> _Exercise objective_:
Every line below that carries the word "Some" needs to be copied.
--- START ---
impl SessionShared {
    fn send(&self, message: ControlMessage) -> Result<()> {
        self.control
            .commands
            .send(message)
            .map_err(|_| CadenceError::ChannelClosed)
    }

    fn poll_events(&self, now: Instant) -> usize {
        let mut handled = 0;
        loop {
            match self.control.events.try_recv() {
                Ok(event) => {
                    self.observe(&event, now);
                    let _ = self.event_tx.send(event);
                    handled += 1;
                }
                Err(TryRecvError::Empty) | Err(TryRecvError::Disconnected) => break,
            }
        }
        handled
    }

    fn observe(&self, event: &EngineEvent, now: Instant) {
        match event {
            EngineEvent::PlaybackMetrics(metrics) => {
                let mut snapshot = self.snapshot.lock();
                snapshot.status = PlaybackStatus::Playing;
                snapshot.buffer_health = metrics.buffer_health;
                snapshot.playback_rate = metrics.playback_rate;
                if metrics.underrun {
                    let since_start = now.saturating_duration_since(*self.started_at.lock());
                    let mut log = self.underruns.lock();
                    log.record(since_start, snapshot.mean_rtt_ms);
                    snapshot.underruns = log.len();
                }
            }
            EngineEvent::BufferingStatus(status) => {
                let mut snapshot = self.snapshot.lock();
                snapshot.status = PlaybackStatus::Buffering;
                snapshot.buffer_health = status.buffer_health;
            }
            EngineEvent::InputData { .. } => {}
        }
    }

    fn record_rtt(&self, rtt_ms: f64, now: Instant) -> Result<Option<ConfigUpdate>> {
        let (update, mean_rtt_ms) = {
            let mut controller = self.controller.lock();
            let update = controller.record_rtt(rtt_ms, now);
            (update, controller.mean_rtt_ms())
        };

        {
            let mut snapshot = self.snapshot.lock();
            snapshot.mean_rtt_ms = mean_rtt_ms;
            if let Some(blocks) = update.and_then(|u| u.target_blocks) {
                snapshot.target_blocks = blocks;
            }
        }

        if let Some(update) = update {
            self.send(ControlMessage::Configure(update))?;
        }
        Ok(update)
    }

    /// Rebuild the rate-dependent pieces after a device reports its real rate.
    #[cfg(any(feature = "audio-cpal", test))]
    fn set_device_rate(&self, device_rate: u32) -> Result<()> {
        if device_rate == self.config.device_sample_rate {
            return Ok(());
        }
        info!(
            configured = self.config.device_sample_rate,
            actual = device_rate,
            "device sample rate differs from config, retargeting"
        );
        *self.converter.lock() = RateConverter::new(
            self.config.stream_sample_rate,
            device_rate,
            self.config.convert_chunk,
        )?;
        *self.controller.lock() = AdaptiveBufferController::new(
            self.config.controller,
            device_rate,
            self.config.block_len,
        );
        Ok(())
    }
}
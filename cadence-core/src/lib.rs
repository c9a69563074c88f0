//! # cadence-core
//!
//! Low-latency receive-side playback for streamed voice audio.
//!
//! ## Architecture
//!
//! ```text
//! network PCM → PlaybackSession::push_pcm16_le → RateConverter (stream → device rate)
//!                      │                                   │
//!                record_rtt                      AddOutputBuffer (crossbeam)
//!                      │                                   │
//!         AdaptiveBufferController ── Configure ──► RenderEngine::process (audio callback)
//!                                                          │
//!                                        playbackMetrics / bufferingStatus / inputData
//!                                                          │
//!                                   poll_events → broadcast::Sender<EngineEvent>
//! ```
//!
//! The render callback never locks or blocks. Playback itself does not
//! allocate in steady state; while recording, each captured block allocates
//! the `pcm16` buffer carried by its `inputData` event. Decoding, rate
//! conversion, and event fan-out happen on the control side.

#![forbid(unsafe_code)]
#![warn(clippy::all)]

pub mod audio;
pub mod buffering;
pub mod config;
pub mod control;
pub mod engine;
pub mod error;
pub mod ipc;
pub mod session;

// Convenience re-exports for downstream crates
pub use config::SessionConfig;
pub use control::{AdaptiveBufferController, ControllerConfig, UnderrunRecord};
pub use engine::{BlockReport, ConfigUpdate, PlaybackConfig, RenderEngine};
pub use error::{CadenceError, Result};
pub use ipc::messages::{
    BufferingStatus, ControlMessage, EngineEvent, PlaybackMetrics, PlaybackStatus,
};
pub use session::{PlaybackSession, SessionSnapshot};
--- END ---
> _Solution below_:
            if let Some(blocks) = update.and_then(|u| u.target_blocks) {
        if let Some(update) = update {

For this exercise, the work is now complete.